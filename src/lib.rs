//! # authstore
//!
//! Session storage with bulk invalidation and distributed token-bucket rate
//! limiting for web authentication, backed by Redis.
//!
//! ## Features
//!
//! - **Sessions**: opaque 20-byte session ids mapped to any serde payload, with a TTL
//! - **Session groups**: tie sessions to a group (usually a user) and invalidate them all at once
//! - **Capped groups**: keep only the N most recent sessions of a group
//! - **Rate limiting**: per-client token buckets, updated atomically server-side
//! - **Storage backends**: Redis, Redis Cluster and in-memory
//! - **Axum integration**: bearer-token authentication middleware
//!
//! ### Feature Flags
//!
//! ```toml
//! [dependencies.authstore]
//! version = "0.1.0"
//! features = [
//!     "redis",          # Redis storage backend (default)
//!     "redis-cluster",  # Redis Cluster support
//!     "tower",          # Axum middleware
//! ]
//! ```
//!
//! ## Quick Start
//!
//! ```rust,no_run
//! use authstore::{SessionId, SessionStore, StoreOptions};
//! use std::time::Duration;
//!
//! # async fn run() -> authstore::Result<()> {
//! let store = SessionStore::connect(
//!     StoreOptions::new()
//!         .address("127.0.0.1:6379")
//!         .session_duration(Duration::from_secs(24 * 60 * 60))
//!         .max_sessions_per_group(10),
//! )
//! .await?;
//!
//! // Log user 42 in.
//! let session = SessionId::generate();
//! store.set_session(&session, Some("42".into()), &"42").await?;
//!
//! // Look the session up on the next request.
//! let user: String = store.session(&session).await?;
//!
//! // Throttle the client: 5 requests per second, bursts of 10.
//! store.consume("203.0.113.7", 5.0, 10.0).await?;
//!
//! // Log user 42 out everywhere.
//! store.invalidate_sessions(user).await?;
//! # Ok(())
//! # }
//! ```
//!
//! ## Key layout
//!
//! See [`keys`] for the keys written to the store and how their expiry is
//! kept in step.

pub mod bucket;
pub mod error;
pub mod framework;
pub mod inner;
pub mod keys;
pub mod limiter;
pub mod storage;
pub mod store;

pub use error::{Error, Result, StoreError};
pub use inner::*;
pub use limiter::RateLimiter;
pub use storage::memory::MemoryStorage;
pub use storage::Storage;
pub use store::SessionStore;

#[cfg(feature = "redis")]
pub use storage::redis::RedisStorage;
#[cfg(feature = "redis-cluster")]
pub use storage::redis_cluster::RedisClusterStorage;
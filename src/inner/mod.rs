pub mod builder;
pub mod group;
pub mod id;

pub use builder::*;
pub use group::*;
pub use id::*;
use serde::{Deserialize, Serialize};
use thiserror::Error;

/// Main error type for the retry and accounting engine
///
/// Failures of the caller-supplied operation never show up here: those are absorbed
/// by the [`RetryHandler`](crate::RetryHandler) and surfaced as a classified outcome.
/// This type covers misuse of the engine itself and invalid configuration.
#[derive(Debug, Error, Clone, PartialEq, Serialize, Deserialize)]
pub enum RetryLedgerError {
    /// Configuration values outside their allowed range
    #[error("Invalid configuration: {0}")]
    InvalidConfig(String),

    /// JSON configuration could not be parsed
    #[error("Deserialization error: {0}")]
    Deserialization(String),

    /// `start_item` called for an item that is already in flight or finished
    #[error("Item {item_id} already started (state: {state})")]
    AlreadyStarted { item_id: String, state: String },

    /// A second terminal call for an item that already reached a terminal state
    #[error("Item {item_id} already terminated (state: {state})")]
    AlreadyTerminated { item_id: String, state: String },

    /// `complete_item` or `fail_item` for an item that was never started
    #[error("Item {item_id} was never started")]
    NotStarted { item_id: String },

    /// Terminal calls would push succeeded + failed + skipped past the batch total
    #[error("Batch capacity exceeded: {recorded} items recorded, total is {total}")]
    CapacityExceeded { total: u64, recorded: u64 },

    /// Items that were started but never given a terminal state when the batch ended
    #[error("Batch ended with {} unterminated item(s): {}", .0.len(), .0.join(", "))]
    UnterminatedItems(Vec<String>),

    /// Fewer items reached a terminal state than the batch total announced
    #[error("Batch incomplete: {terminated} of {total} item(s) terminated")]
    IncompleteBatch { total: u64, terminated: u64 },

    /// Counters disagree with the item states tracked by the context
    #[error("Batch accounting mismatch: {counted} item(s) counted, {tracked} terminated")]
    AccountingMismatch { counted: u64, tracked: u64 },

    /// The batch was cancelled before the operation could run
    #[error("Cancelled: {0}")]
    Cancelled(String),
}

impl RetryLedgerError {
    /// Convert from serde_json::Error
    pub fn from_serde(err: serde_json::Error) -> Self {
        RetryLedgerError::Deserialization(err.to_string())
    }

    /// Stable error code for reporting
    pub fn code(&self) -> &'static str {
        match self {
            RetryLedgerError::InvalidConfig(_) => "INVALID_CONFIG",
            RetryLedgerError::Deserialization(_) => "DESERIALIZATION_ERROR",
            RetryLedgerError::AlreadyStarted { .. }
            | RetryLedgerError::AlreadyTerminated { .. }
            | RetryLedgerError::NotStarted { .. } => "CONTRACT_VIOLATION",
            RetryLedgerError::CapacityExceeded { .. } => "CAPACITY_EXCEEDED",
            RetryLedgerError::UnterminatedItems(_) => "UNTERMINATED_ITEMS",
            RetryLedgerError::IncompleteBatch { .. } => "INCOMPLETE_BATCH",
            RetryLedgerError::AccountingMismatch { .. } => "ACCOUNTING_MISMATCH",
            RetryLedgerError::Cancelled(_) => "CANCELLED",
        }
    }

    /// Whether the error points at a caller bug rather than bad input
    pub fn is_contract_violation(&self) -> bool {
        matches!(
            self,
            RetryLedgerError::AlreadyStarted { .. }
                | RetryLedgerError::AlreadyTerminated { .. }
                | RetryLedgerError::NotStarted { .. }
                | RetryLedgerError::CapacityExceeded { .. }
                | RetryLedgerError::UnterminatedItems(_)
                | RetryLedgerError::IncompleteBatch { .. }
                | RetryLedgerError::AccountingMismatch { .. }
        )
    }
}

/// Type alias for Result with RetryLedgerError
pub type Result<T> = std::result::Result<T, RetryLedgerError>;

#[cfg(test)]
mod tests {
    use super::*;

    #[test]
    fn test_error_codes() {
        assert_eq!(
            RetryLedgerError::InvalidConfig("x".to_string()).code(),
            "INVALID_CONFIG"
        );
        assert_eq!(
            RetryLedgerError::AlreadyTerminated {
                item_id: "a.pdf".to_string(),
                state: "completed".to_string(),
            }
            .code(),
            "CONTRACT_VIOLATION"
        );
        assert_eq!(
            RetryLedgerError::Cancelled("shutdown".to_string()).code(),
            "CANCELLED"
        );
    }

    #[test]
    fn test_contract_violations() {
        assert!(RetryLedgerError::UnterminatedItems(vec!["a".to_string()]).is_contract_violation());
        assert!(
            RetryLedgerError::CapacityExceeded {
                total: 2,
                recorded: 2
            }
            .is_contract_violation()
        );
        assert!(!RetryLedgerError::InvalidConfig("bad".to_string()).is_contract_violation());
        let never_started = RetryLedgerError::NotStarted {
            item_id: "ghost.pdf".to_string(),
        };
        assert!(never_started.is_contract_violation());
        assert_eq!(never_started.code(), "CONTRACT_VIOLATION");
        let incomplete = RetryLedgerError::IncompleteBatch {
            total: 2,
            terminated: 1,
        };
        assert!(incomplete.is_contract_violation());
        assert_eq!(
            incomplete.to_string(),
            "Batch incomplete: 1 of 2 item(s) terminated"
        );
    }

    #[test]
    fn test_unterminated_display() {
        let err =
            RetryLedgerError::UnterminatedItems(vec!["a.pdf".to_string(), "b.pdf".to_string()]);
        assert_eq!(
            err.to_string(),
            "Batch ended with 2 unterminated item(s): a.pdf, b.pdf"
        );
    }

    #[test]
    fn test_error_serialization() {
        let err = RetryLedgerError::CapacityExceeded {
            total: 3,
            recorded: 3,
        };
        let json = serde_json::to_string(&err).unwrap();
        let back: RetryLedgerError = serde_json::from_str(&json).unwrap();
        assert_eq!(back, err);
    }
}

══════

In the material above, find each line that contains the word "counted", and select it.

    #[error("Batch accounting mismatch: {counted} item(s) counted, {tracked} terminated")]
    AccountingMismatch { counted: u64, tracked: u64 },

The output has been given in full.